Mais en se détournant sur la gauche, on arrive à un côté ombragé de chênes et moins escarpé, par lequel on descend insensiblement. parvenu au bas, on se voit cerné par un rempart circulaire de rochers, qui encadrent un paysage varié par de petits coteaux, des villages, des filets d’eau, des champs, des noyerées et des vignes. Ces hautes roches, en projetant leurs ombres, tantôt d’un côté, tantôt de l’autre, augmentent encore l’effet de cette belle scène.

A l’extrémité méridionale de ce vallon, est un massif de pierres calcaires, sur lequel on a bâti le village de Salles. Du haut de cette élévation, se précipite un ruisseau qui se divise en deux cascades de 40 pieds de haut. Leurs eaux tombent dans deux bassins, d’où elles s’échappent pour aller fertiliser des prairies et arroser ensuite les vallons de Marcillac. Derrière ces cascades, se trouve une superbe grotte : elle forme un fer à cheval ; sa voûte s’élève en entonnoir ; son entrée, couronnée de fresnes, de figuiers sauvages, de lierre, de scolopendre, de polypodes et de plusieurs plantes sarmenteuses qui pendent en feston, est taillée en arc très-ouvert, et laisse pénétrer dans l’intérieur les reflets du soleil renvoyés par la surface des deux bassins ; sa cavité se remplit alors d’une vive clarté ; les mousses fraiches dont elle est tapissée, ressemblent à une tenture d’un vert-chatoyant, et les gouttes d’eau qui tombent de tous les points de la voûte, à des poignées de  perles jetées du haut de cette magnifique coupole.

La fraicheur des eaux, le parfum des prairies pénètrent l’air de volupté. Tous les sens sont émus à la vue de ces beaux lieux ; l’imagination y amène les objets qu’elle chérit le plus : elle y fixe leur demeure. On ne peut se lasser de contempler tant de beautés réunies ; on veut les quitter, on est obligé de les admirer encore : enfin ce n’est qu’avec peine qu’on s’arrache à ce séjour enchanté, pour remonter sur la terre.

Ah ! Si Fénelon eut vu ce beau vallon, cette belle verdure, ces belles eaux, cette belle grotte, l’île de Calypso en eut été bien plus délicieuse et ses nymphes bien plus séduisantes.

 

 Lorsque l’on vient de la grotte de Salles, celle de Solsac, qui en est éloignée d’une lieue, ne semble plus qu’une caverne. celle-ci est située sur le haut d’un coteau couvert de bois. Son entrée spacieuse, ombragée de tilleuls et de frênes, est fermée par un mur de maçonnerie où l’on a laissé qu’une petite porte. On trouve d’abord une grande cave, taillée de main d’hommes et remplie de tonneaux ; elle est séparée par un autre mur, du reste de l’excavation.

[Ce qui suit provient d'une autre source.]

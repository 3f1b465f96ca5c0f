//! CacheEntry - キャッシュされたクエリ結果

use chrono::{DateTime, Utc};
use serde::{Deserialize, Serialize};

use super::ids::TaskId;

/// CacheEntry は Run フェーズが書いた 1 タスク分の生の結果
#[derive(Debug, Clone, PartialEq, Serialize, Deserialize)]
pub struct CacheEntry {
    /// 結果を生んだタスク
    pub task_id: TaskId,
    /// 書き込み時刻（キャッシュの Clock）
    pub stored_at: DateTime<Utc>,
    /// クエリの出力（JSON のまま保持）
    pub payload: serde_json::Value,
}

impl CacheEntry {
    pub fn new(task_id: TaskId, stored_at: DateTime<Utc>, payload: serde_json::Value) -> Self {
        Self {
            task_id,
            stored_at,
            payload,
        }
    }
}
//! IdGenerator port - AlertId 生成の抽象化
//!
//! # 実装
//! - **UuidV7Generator**: UUIDv7 ベース（本番用）
//!
//! テストでは決定的な連番に差し替える。

use crate::domain::ids::AlertId;
use crate::ports::Clock;
use uuid::Builder;

/// IdGenerator はグローバルに一意で時刻順に並ぶ AlertId を生成
///
/// # 性質
/// - 先頭 48 bit がミリ秒タイムスタンプなので生成順にソートできる
/// - 残りはランダムなので、プロセス間の調整が要らない
pub trait IdGenerator: Send + Sync {
    /// 新しい AlertId を発行
    fn generate_alert_id(&self) -> AlertId;
}

/// UuidV7Generator は [`Clock`] で時刻部を決める UUIDv7 生成器
///
/// `FixedClock` を渡すと時刻部が決定的になる。
///
/// # Panics
/// Clock が Unix epoch より前を返すと、v7 の時刻部を作れないので panic する。
pub struct UuidV7Generator<C> {
    clock: C,
}

impl<C: Clock> UuidV7Generator<C> {
    /// Clock を指定して作成
    pub fn new(clock: C) -> Self {
        Self { clock }
    }
}

impl<C: Clock> IdGenerator for UuidV7Generator<C> {
    fn generate_alert_id(&self) -> AlertId {
        // epoch 以前の時刻は v7 の時刻部にできない
        let timestamp_ms = u64::try_from(self.clock.now().timestamp_millis())
            .unwrap_or_else(|_| panic!("clock is before the unix epoch; cannot generate alert id"));
        let random: [u8; 10] = rand::random();
        let uuid = Builder::from_unix_timestamp_millis(timestamp_ms, &random).into_uuid();
        AlertId::from(uuid)
    }
}

#[cfg(test)]
mod tests {
    use super::*;
    use crate::ports::{FixedClock, SystemClock};
    use chrono::{TimeZone, Utc};

    #[test]
    fn generates_unique_ids() {
        let id_gen = UuidV7Generator::new(SystemClock);

        let id1 = id_gen.generate_alert_id();
        let id2 = id_gen.generate_alert_id();
        let id3 = id_gen.generate_alert_id();

        assert_ne!(id1, id2);
        assert_ne!(id2, id3);
        assert_ne!(id1, id3);
    }

    #[test]
    fn ids_are_version_7() {
        let id = UuidV7Generator::new(SystemClock).generate_alert_id();
        assert_eq!(id.as_uuid().get_version_num(), 7);
    }

    #[test]
    fn fixed_clock_fixes_the_timestamp_prefix() {
        let fixed_time = Utc.with_ymd_and_hms(2024, 1, 1, 12, 0, 0).unwrap();
        let id_gen = UuidV7Generator::new(FixedClock::new(fixed_time));

        let id1 = id_gen.generate_alert_id();
        let id2 = id_gen.generate_alert_id();

        // random part still differs
        assert_ne!(id1, id2);

        let prefix1 = (id1.as_uuid().as_u128() >> 80) as u64;
        let prefix2 = (id2.as_uuid().as_u128() >> 80) as u64;
        assert_eq!(prefix1, prefix2);
        assert_eq!(prefix1, fixed_time.timestamp_millis() as u64);
    }

    #[test]
    fn later_clock_sorts_later() {
        let early = UuidV7Generator::new(FixedClock::new(
            Utc.with_ymd_and_hms(2024, 1, 1, 0, 0, 0).unwrap(),
        ))
        .generate_alert_id();
        let late = UuidV7Generator::new(FixedClock::new(
            Utc.with_ymd_and_hms(2024, 1, 1, 0, 0, 1).unwrap(),
        ))
        .generate_alert_id();

        assert!(late > early);
        assert!(late.to_string() > early.to_string());
    }

    #[test]
    #[should_panic(expected = "before the unix epoch")]
    fn pre_epoch_clock_is_fatal() {
        let id_gen = UuidV7Generator::new(FixedClock::new(
            Utc.with_ymd_and_hms(1960, 1, 1, 0, 0, 0).unwrap(),
        ));
        id_gen.generate_alert_id();
    }
}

On passe ensuite dans une allée large de 40 pieds et haute de 60. Après avoir fait 100 pas, la voûte s’abaisse, et le passage obstrué par des dépôts calcaires n’a que deux pieds de haut. Cet obstacle franchi, il se présente une seconde allée qui se rétrécit de même ; enfin l’on parvient à l’endroit le plus intéressant. Ici la scène s’agrandit : l’élévation des voûtes que les lumières ne peuvent éclairer, le retentissement de la voix changée par la disposition du local en gémissemens ou en sons entrecoupés, les parois revêtus de draperies d’albâtre mélangées du noir des ombres, le calme profond, les ténèbres environnantes, la forme lugubre de masses pétrifiées ; tout épouvante l’imagination, tout inspire à l’esprit des idées funèbres : on croit être au passage de ce monde dans l’autre…..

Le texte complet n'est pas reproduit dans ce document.